I stopped into the sports bar at the Best Western Hotel for a sandwich, and a chance to talk up the bartenders and cops hanging out in the lobby bar about any police activity. One of the bartenders told tales of the South Carolina delegation. While I got no info on the protests, I did get several stories about a guest the Best Western staff had dubbed "Senator Goodtime" -- a South Carolina state senator who had been hitting on one of the waitresses, and had asked the bartender where he could get a prostitute.
So I headed back to my hotel to log on to the Philadelphia Independent Media Center's Web site, an extremely helpful page with frequent updates about protests and arrests. "3:00 -- Police have been seen sending arrest squads to the area around 16th, 17th, Market and Chestnut."

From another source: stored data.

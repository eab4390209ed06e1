//! Whitespace-separated action scripts.
//!
//! | Token        | Action                                              |
//! |--------------|-----------------------------------------------------|
//! | `X` or `/`   | strike or spare (knock every standing pin)          |
//! | `-`          | miss                                                |
//! | `F`          | foul                                                |
//! | `U`          | undo                                                |
//! | `P`          | mark the frame under the cursor as a pocket hit     |
//! | `0`-`9`      | knock that many standing pins, lowest numbers first |
//! | `leave:7,10` | knock every standing pin except the listed ones     |

use tenpin_core::model::pin::{PinSet, PinSetError};
use tenpin_core::turn::Action;
use thiserror::Error;

#[derive(Debug, Clone, Copy, PartialEq, Eq)]
pub enum Step {
    StrikeOrSpare,
    Miss,
    Foul,
    Undo,
    PocketHit,
    Knock(u8),
    Leave(PinSet),
}

impl Step {
    /// Turns the step into a session action against the pins now standing.
    ///
    /// A count larger than what is standing produces a commit naming fallen
    /// pins, which the session ignores.
    pub fn action(self, standing: PinSet) -> Action {
        match self {
            Step::StrikeOrSpare => Action::StrikeOrSpare,
            Step::Miss => Action::Miss,
            Step::Foul => Action::Foul,
            Step::Undo => Action::Undo,
            Step::PocketHit => Action::PocketHit(true),
            Step::Knock(count) => {
                let lowest: PinSet = standing.iter().take(usize::from(count)).collect();
                let knocked = if lowest.len() < count {
                    PinSet::FULL_RACK
                } else {
                    lowest
                };
                Action::Commit {
                    knocked,
                    is_foul: false,
                }
            }
            Step::Leave(left) => Action::Commit {
                knocked: standing.difference(left),
                is_foul: false,
            },
        }
    }
}

#[derive(Debug, Error, PartialEq, Eq)]
pub enum ScriptError {
    #[error("token {position} '{token}' is not a known action")]
    UnknownToken { position: usize, token: String },
    #[error("token {position} '{token}' names an invalid pin: {source}")]
    InvalidPin {
        position: usize,
        token: String,
        #[source]
        source: PinSetError,
    },
    #[error("token {position} '{token}' lists no pins to leave")]
    EmptyLeave { position: usize, token: String },
}

impl ScriptError {
    /// 1-based position of the offending token.
    pub fn position(&self) -> usize {
        match self {
            ScriptError::UnknownToken { position, .. }
            | ScriptError::InvalidPin { position, .. }
            | ScriptError::EmptyLeave { position, .. } => *position,
        }
    }
}

pub fn parse(script: &str) -> Result<Vec<Step>, ScriptError> {
    script
        .split_whitespace()
        .enumerate()
        .map(|(index, token)| parse_token(index + 1, token))
        .collect()
}

fn parse_token(position: usize, token: &str) -> Result<Step, ScriptError> {
    let step = match token {
        "X" | "x" | "/" => Step::StrikeOrSpare,
        "-" => Step::Miss,
        "F" | "f" => Step::Foul,
        "U" | "u" => Step::Undo,
        "P" | "p" => Step::PocketHit,
        _ => {
            if let Some(list) = token.strip_prefix("leave:") {
                return parse_leave(position, token, list);
            }
            match token.parse::<u8>() {
                Ok(count) if count <= 9 && token.len() == 1 => Step::Knock(count),
                _ => {
                    return Err(ScriptError::UnknownToken {
                        position,
                        token: token.to_string(),
                    });
                }
            }
        }
    };
    Ok(step)
}

fn parse_leave(position: usize, token: &str, list: &str) -> Result<Step, ScriptError> {
    let mut numbers = Vec::new();
    for part in list.split(',').filter(|part| !part.is_empty()) {
        let number = part
            .parse::<u8>()
            .map_err(|_| ScriptError::UnknownToken {
                position,
                token: token.to_string(),
            })?;
        numbers.push(number);
    }
    if numbers.is_empty() {
        return Err(ScriptError::EmptyLeave {
            position,
            token: token.to_string(),
        });
    }
    let pins = PinSet::from_numbers(&numbers).map_err(|source| ScriptError::InvalidPin {
        position,
        token: token.to_string(),
        source,
    })?;
    Ok(Step::Leave(pins))
}

#[cfg(test)]
mod tests {
    use super::*;

    fn pins(numbers: &[u8]) -> PinSet {
        PinSet::from_numbers(numbers).unwrap()
    }

    #[test]
    fn parses_every_token_kind() {
        let steps = parse("X / - F U P 7 leave:7,10").expect("parse");
        assert_eq!(
            steps,
            vec![
                Step::StrikeOrSpare,
                Step::StrikeOrSpare,
                Step::Miss,
                Step::Foul,
                Step::Undo,
                Step::PocketHit,
                Step::Knock(7),
                Step::Leave(pins(&[7, 10])),
            ]
        );
    }

    #[test]
    fn empty_script_is_empty() {
        assert!(parse("  \n ").expect("parse").is_empty());
    }

    #[test]
    fn reports_position_of_bad_token() {
        let err = parse("X 9 - 12").expect_err("12 is not a token");
        assert_eq!(err.position(), 4);
        assert!(matches!(err, ScriptError::UnknownToken { token, .. } if token == "12"));
    }

    #[test]
    fn rejects_out_of_range_leave() {
        let err = parse("leave:7,11").expect_err("pin 11");
        assert!(matches!(
            err,
            ScriptError::InvalidPin {
                position: 1,
                source: PinSetError::OutOfRange(11),
                ..
            }
        ));
        assert!(matches!(
            parse("- leave:").expect_err("empty"),
            ScriptError::EmptyLeave { position: 2, .. }
        ));
    }

    #[test]
    fn knock_takes_lowest_standing_pins() {
        let standing = pins(&[4, 6, 7, 10]);
        assert_eq!(
            Step::Knock(2).action(standing),
            Action::Commit {
                knocked: pins(&[4, 6]),
                is_foul: false
            }
        );
        assert_eq!(
            Step::Knock(5).action(standing),
            Action::Commit {
                knocked: PinSet::FULL_RACK,
                is_foul: false
            }
        );
    }

    #[test]
    fn leave_knocks_everything_else() {
        assert_eq!(
            Step::Leave(pins(&[7, 10])).action(PinSet::FULL_RACK),
            Action::Commit {
                knocked: pins(&[1, 2, 3, 4, 5, 6, 8, 9]),
                is_foul: false
            }
        );
    }
}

This made sense; it was a hotbed of protest Tuesday, and close to the hotel where Gov. George W. Bush and his posse were staying. Besides, it was just getting to be rush hour. Tuesday, the protesters synchronized their largest protests for drive time -- 4 p.m. to 6 p.m. -- to cause the greatest disturbance and maximize media attention in prime time. As I stepped out of my hotel, I saw three news helicopters hovering overhead. I quickened my pace.
But again, when I got down there -- nothing. Sure, there were cops everywhere. I stopped counting at 200 after walking only four blocks. The copters hovered overhead, propellers whirring, apparently searching, just as I was.
"Everything's been nice and quiet today," said Officer Billins, seated on the steps of the PNC Bank on 16th and Market. Except for the increased police presence, it looked like ordinary Wednesday rush hour traffic.
As I looked for protesters, I saw cops reading sports pages and smoking cigarettes while leaning up against a police van. One officer, Officer Tait, was desperately trying to untangle the last red Gummi Bear from inside a plastic sandwich bag. Hardly a police emergency.
At last, I saw a protester. Mark Trammell, a 27-year-old from Philadelphia, carried a sign that read "Blacks and gays do not be deceived by the illusion of inclusion." When asked if he was heading to some larger protest, Trammell just shrugged. "This is the only protest I know of, right here."